> _Exercise_
Write out the following records exactly, each one in full.
*** Record excerpts ***
//! Table data model: rules, indices, and table identity.
//!
//! A `Table` is the immutable, loaded ruleset for one (locale, grade,
//! dot-width) combination. Both translation directions are driven purely by
//! table data; the reverse index is derived once at build time from the
//! forward rules.

use std::collections::{HashMap, HashSet};

use icu_locale::Locale;
use serde::{Deserialize, Serialize};

use crate::cell::SIX_DOT_MASK;
use crate::error::{BrailleError, BrailleResult};

/// Braille grade: uncontracted (one-to-one) or contracted
#[derive(Debug, Clone, Copy, PartialEq, Eq, Hash, PartialOrd, Ord, Serialize, Deserialize)]
#[serde(try_from = "u8", into = "u8")]
pub enum Grade {
    One,
    Two,
}

impl Grade {
    pub fn as_u8(&self) -> u8 {
        match self {
            Grade::One => 1,
            Grade::Two => 2,
        }
    }
}

impl From<Grade> for u8 {
    fn from(grade: Grade) -> u8 {
        grade.as_u8()
    }
}

impl TryFrom<u8> for Grade {
    type Error = BrailleError;

    fn try_from(value: u8) -> BrailleResult<Self> {
        match value {
            1 => Ok(Grade::One),
            2 => Ok(Grade::Two),
            other => Err(BrailleError::InvalidTableInfo(format!(
                "Grade must be 1 or 2, got {}",
                other
            ))),
        }
    }
}

/// Identity of one translation table: locale tag, grade, and dot-width.
///
/// Value type; callers build one to ask the registry for a table. A
/// `TableInfo` used to resolve a table must not change afterward, so the
/// `with_*` methods consume and return fresh values instead of mutating in
/// place.
#[derive(Debug, Clone, PartialEq, Eq, Hash, Serialize, Deserialize)]
pub struct TableInfo {
    pub id: String,
    pub locale: String,
    pub grade: Grade,
    #[serde(rename = "eightDot")]
    pub eight_dot: bool,
}

impl TableInfo {
    /// Create a TableInfo, validating and normalizing the locale tag
    ///
    /// # Errors
    /// `InvalidTableInfo` if the locale is not a well-formed IETF tag.
    pub fn new(id: &str, locale: &str, grade: Grade, eight_dot: bool) -> BrailleResult<Self> {
        let parsed: Locale = locale.parse().map_err(|e| {
            BrailleError::InvalidTableInfo(format!("Failed to parse locale '{}': {}", locale, e))
        })?;
        Ok(TableInfo {
            id: id.to_string(),
            locale: parsed.to_string(),
            grade,
            eight_dot,
        })
    }

    pub fn with_id(self, id: &str) -> Self {
        TableInfo {
            id: id.to_string(),
            ..self
        }
    }

    pub fn with_grade(self, grade: Grade) -> Self {
        TableInfo { grade, ..self }
    }

    pub fn with_eight_dot(self, eight_dot: bool) -> Self {
        TableInfo { eight_dot, ..self }
    }

    /// Cache/lookup key: locale is compared case-insensitively
    pub(crate) fn key(&self) -> (String, Grade, bool) {
        (self.locale.to_lowercase(), self.grade, self.eight_dot)
    }
}

impl std::fmt::Display for TableInfo {
    fn fmt(&self, f: &mut std::fmt::Formatter<'_>) -> std::fmt::Result {
        write!(
            f,
            "{} ({}, grade {}, {}-dot)",
            self.id,
            self.locale,
            self.grade.as_u8(),
            if self.eight_dot { 8 } else { 6 }
        )
    }
}

/// One forward translation rule
#[derive(Debug, Clone, PartialEq, Eq)]
pub enum Rule {
    /// One character to one or more cells
    SimpleMap { character: char, cells: Vec<u8> },
    /// A multi-character sequence to one or more cells (grade 2)
    Contraction { sequence: Vec<char>, cells: Vec<u8> },
}

impl Rule {
    pub fn cells(&self) -> &[u8] {
        match self {
            Rule::SimpleMap { cells, .. } => cells,
            Rule::Contraction { cells, .. } => cells,
        }
    }

    /// Number of input characters this rule consumes
    pub fn text_len(&self) -> usize {
        match self {
            Rule::SimpleMap { .. } => 1,
            Rule::Contraction { sequence, .. } => sequence.len(),
        }
    }

    fn sequence(&self) -> Vec<char> {
        match self {
            Rule::SimpleMap { character, .. } => vec![*character],
            Rule::Contraction { sequence, .. } => sequence.clone(),
        }
    }
}

/// One entry in the derived back-translation index
#[derive(Debug, Clone, PartialEq, Eq)]
pub struct ReverseEntry {
    pub cells: Vec<u8>,
    pub text: String,
    pub text_chars: usize,
}

/// An immutable, loaded ruleset for one (locale, grade, dot-width)
/// combination.
///
/// Owned by the registry cache and shared read-only by any number of
/// concurrent transcoder invocations; nothing here mutates after `build`.
pub struct Table {
    info: TableInfo,
    rules: Vec<Rule>,
    // Forward candidates bucketed by first character, longest sequence
    // first, ties by declaration order
    forward: HashMap<char, Vec<usize>>,
    // Reverse candidates bucketed by first cell, longest cell run first
    reverse: HashMap<u8, Vec<ReverseEntry>>,
    fallback_cell: u8,
    fallback_char: char,
    caps_cell: Option<u8>,
    max_sequence_len: usize,
}

impl Table {
    pub fn builder(info: TableInfo) -> TableBuilder {
        TableBuilder::new(info)
    }

    pub fn info(&self) -> &TableInfo {
        &self.info
    }

    pub fn rules(&self) -> &[Rule] {
        &self.rules
    }

    /// Cell emitted for a character with no forward rule
    pub fn fallback_cell(&self) -> u8 {
        self.fallback_cell
    }

    /// Character emitted for a cell with no reverse rule
    pub fn fallback_char(&self) -> char {
        self.fallback_char
    }

    /// Capitalization marker cell, when the table matches
    /// case-insensitively
    pub fn caps_cell(&self) -> Option<u8> {
        self.caps_cell
    }

    /// Upper bound on input characters consumed by one rule
    pub fn max_sequence_len(&self) -> usize {
        self.max_sequence_len
    }

    fn fold_case(&self, c: char) -> char {
        if self.caps_cell.is_some() {
            c.to_lowercase().next().unwrap_or(c)
        } else {
            c
        }
    }

    /// Longest rule matching `text[p..]`, ties broken by declaration order
    pub fn match_forward(&self, text: &[char], p: usize) -> Option<&Rule> {
        let first = self.fold_case(text[p]);
        let candidates = self.forward.get(&first)?;
        for &index in candidates {
            let rule = &self.rules[index];
            let len = rule.text_len();
            if p + len > text.len() {
                continue;
            }
            let matched = match rule {
                Rule::SimpleMap { character, .. } => self.fold_case(text[p]) == *character,
                Rule::Contraction { sequence, .. } => sequence
                    .iter()
                    .zip(&text[p..p + len])
                    .all(|(rc, tc)| *rc == self.fold_case(*tc)),
            };
            if matched {
                return Some(rule);
            }
        }
        None
    }

    /// Longest reverse entry matching `cells[q..]`
    pub fn match_reverse(&self, cells: &[u8], q: usize) -> Option<&ReverseEntry> {
        let candidates = self.reverse.get(&cells[q])?;
        for entry in candidates {
            let len = entry.cells.len();
            if q + len > cells.len() {
                continue;
            }
            if entry.cells == cells[q..q + len] {
                return Some(entry);
            }
        }
        None
    }
}

impl std::fmt::Debug for Table {
    fn fmt(&self, f: &mut std::fmt::Formatter<'_>) -> std::fmt::Result {
        f.debug_struct("Table")
            .field("info", &self.info)
            .field("rules", &self.rules.len())
            .finish()
    }
}

/// Builds a `Table`, enforcing the table invariants at `build` time.
///
/// Violations report the index of the offending rule so a loader can point
/// at the bad entry in the source file.
pub struct TableBuilder {
    info: TableInfo,
    rules: Vec<Rule>,
    fallback_cell: u8,
    fallback_char: char,
    caps_cell: Option<u8>,
}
*** End of Record excerpts ***
> _Response area_
//! Table data model: rules, indices, and table identity.
//!
//! A `Table` is the immutable, loaded ruleset for one (locale, grade,
//! dot-width) combination. Both translation directions are driven purely by
//! table data; the reverse index is derived once at build time from the
//! forward rules.

use std::collections::{HashMap, HashSet};

use icu_locale::Locale;
use serde::{Deserialize, Serialize};

use crate::cell::SIX_DOT_MASK;
use crate::error::{BrailleError, BrailleResult};

/// Braille grade: uncontracted (one-to-one) or contracted
#[derive(Debug, Clone, Copy, PartialEq, Eq, Hash, PartialOrd, Ord, Serialize, Deserialize)]
#[serde(try_from = "u8", into = "u8")]
pub enum Grade {
    One,
    Two,
}

impl Grade {
    pub fn as_u8(&self) -> u8 {
        match self {
            Grade::One => 1,
            Grade::Two => 2,
        }
    }
}

impl From<Grade> for u8 {
    fn from(grade: Grade) -> u8 {
        grade.as_u8()
    }
}

impl TryFrom<u8> for Grade {
    type Error = BrailleError;

    fn try_from(value: u8) -> BrailleResult<Self> {
        match value {
            1 => Ok(Grade::One),
            2 => Ok(Grade::Two),
            other => Err(BrailleError::InvalidTableInfo(format!(
                "Grade must be 1 or 2, got {}",
                other
            ))),
        }
    }
}

/// Identity of one translation table: locale tag, grade, and dot-width.
///
/// Value type; callers build one to ask the registry for a table. A
/// `TableInfo` used to resolve a table must not change afterward, so the
/// `with_*` methods consume and return fresh values instead of mutating in
/// place.
#[derive(Debug, Clone, PartialEq, Eq, Hash, Serialize, Deserialize)]
pub struct TableInfo {
    pub id: String,
    pub locale: String,
    pub grade: Grade,
    #[serde(rename = "eightDot")]
    pub eight_dot: bool,
}

impl TableInfo {
    /// Create a TableInfo, validating and normalizing the locale tag
    ///
    /// # Errors
    /// `InvalidTableInfo` if the locale is not a well-formed IETF tag.
    pub fn new(id: &str, locale: &str, grade: Grade, eight_dot: bool) -> BrailleResult<Self> {
        let parsed: Locale = locale.parse().map_err(|e| {
            BrailleError::InvalidTableInfo(format!("Failed to parse locale '{}': {}", locale, e))
        })?;
        Ok(TableInfo {
            id: id.to_string(),
            locale: parsed.to_string(),
            grade,
            eight_dot,
        })
    }

    pub fn with_id(self, id: &str) -> Self {
        TableInfo {
            id: id.to_string(),
            ..self
        }
    }

    pub fn with_grade(self, grade: Grade) -> Self {
        TableInfo { grade, ..self }
    }

    pub fn with_eight_dot(self, eight_dot: bool) -> Self {
        TableInfo { eight_dot, ..self }
    }

    /// Cache/lookup key: locale is compared case-insensitively
    pub(crate) fn key(&self) -> (String, Grade, bool) {
        (self.locale.to_lowercase(), self.grade, self.eight_dot)
    }
}

impl std::fmt::Display for TableInfo {
    fn fmt(&self, f: &mut std::fmt::Formatter<'_>) -> std::fmt::Result {
        write!(
            f,
            "{} ({}, grade {}, {}-dot)",
            self.id,
            self.locale,
            self.grade.as_u8(),
            if self.eight_dot { 8 } else { 6 }
        )
    }
}

/// One forward translation rule
#[derive(Debug, Clone, PartialEq, Eq)]
pub enum Rule {
    /// One character to one or more cells
    SimpleMap { character: char, cells: Vec<u8> },
    /// A multi-character sequence to one or more cells (grade 2)
    Contraction { sequence: Vec<char>, cells: Vec<u8> },
}

impl Rule {
    pub fn cells(&self) -> &[u8] {
        match self {
            Rule::SimpleMap { cells, .. } => cells,
            Rule::Contraction { cells, .. } => cells,
        }
    }

    /// Number of input characters this rule consumes
    pub fn text_len(&self) -> usize {
        match self {
            Rule::SimpleMap { .. } => 1,
            Rule::Contraction { sequence, .. } => sequence.len(),
        }
    }

    fn sequence(&self) -> Vec<char> {
        match self {
            Rule::SimpleMap { character, .. } => vec![*character],
            Rule::Contraction { sequence, .. } => sequence.clone(),
        }
    }
}

/// One entry in the derived back-translation index
#[derive(Debug, Clone, PartialEq, Eq)]
pub struct ReverseEntry {
    pub cells: Vec<u8>,
    pub text: String,
    pub text_chars: usize,
}

/// An immutable, loaded ruleset for one (locale, grade, dot-width)
/// combination.
///
/// Owned by the registry cache and shared read-only by any number of
/// concurrent transcoder invocations; nothing here mutates after `build`.
pub struct Table {
    info: TableInfo,
    rules: Vec<Rule>,
    // Forward candidates bucketed by first character, longest sequence
    // first, ties by declaration order
    forward: HashMap<char, Vec<usize>>,
    // Reverse candidates bucketed by first cell, longest cell run first
    reverse: HashMap<u8, Vec<ReverseEntry>>,
    fallback_cell: u8,
    fallback_char: char,
    caps_cell: Option<u8>,
    max_sequence_len: usize,
}

impl Table {
    pub fn builder(info: TableInfo) -> TableBuilder {
        TableBuilder::new(info)
    }

    pub fn info(&self) -> &TableInfo {
        &self.info
    }

    pub fn rules(&self) -> &[Rule] {
        &self.rules
    }

    /// Cell emitted for a character with no forward rule
    pub fn fallback_cell(&self) -> u8 {
        self.fallback_cell
    }

    /// Character emitted for a cell with no reverse rule
    pub fn fallback_char(&self) -> char {
        self.fallback_char
    }

    /// Capitalization marker cell, when the table matches
    /// case-insensitively
    pub fn caps_cell(&self) -> Option<u8> {
        self.caps_cell
    }

    /// Upper bound on input characters consumed by one rule
    pub fn max_sequence_len(&self) -> usize {
        self.max_sequence_len
    }

    fn fold_case(&self, c: char) -> char {
        if self.caps_cell.is_some() {
            c.to_lowercase().next().unwrap_or(c)
        } else {
            c
        }
    }

    /// Longest rule matching `text[p..]`, ties broken by declaration order
    pub fn match_forward(&self, text: &[char], p: usize) -> Option<&Rule> {
        let first = self.fold_case(text[p]);
        let candidates = self.forward.get(&first)?;
        for &index in candidates {
            let rule = &self.rules[index];
            let len = rule.text_len();
            if p + len > text.len() {
                continue;
            }
            let matched = match rule {
                Rule::SimpleMap { character, .. } => self.fold_case(text[p]) == *character,
                Rule::Contraction { sequence, .. } => sequence
                    .iter()
                    .zip(&text[p..p + len])
                    .all(|(rc, tc)| *rc == self.fold_case(*tc)),
            };
            if matched {
                return Some(rule);
            }
        }
        None
    }

    /// Longest reverse entry matching `cells[q..]`
    pub fn match_reverse(&self, cells: &[u8], q: usize) -> Option<&ReverseEntry> {
        let candidates = self.reverse.get(&cells[q])?;
        for entry in candidates {
            let len = entry.cells.len();
            if q + len > cells.len() {
                continue;
            }
            if entry.cells == cells[q..q + len] {
                return Some(entry);
            }
        }
        None
    }
}

impl std::fmt::Debug for Table {
    fn fmt(&self, f: &mut std::fmt::Formatter<'_>) -> std::fmt::Result {
        f.debug_struct("Table")
            .field("info", &self.info)
            .field("rules", &self.rules.len())
            .finish()
    }
}

/// Builds a `Table`, enforcing the table invariants at `build` time.
///
/// Violations report the index of the offending rule so a loader can point
/// at the bad entry in the source file.
pub struct TableBuilder {
    info: TableInfo,
    rules: Vec<Rule>,
    fallback_cell: u8,
    fallback_char: char,
    caps_cell: Option<u8>,
}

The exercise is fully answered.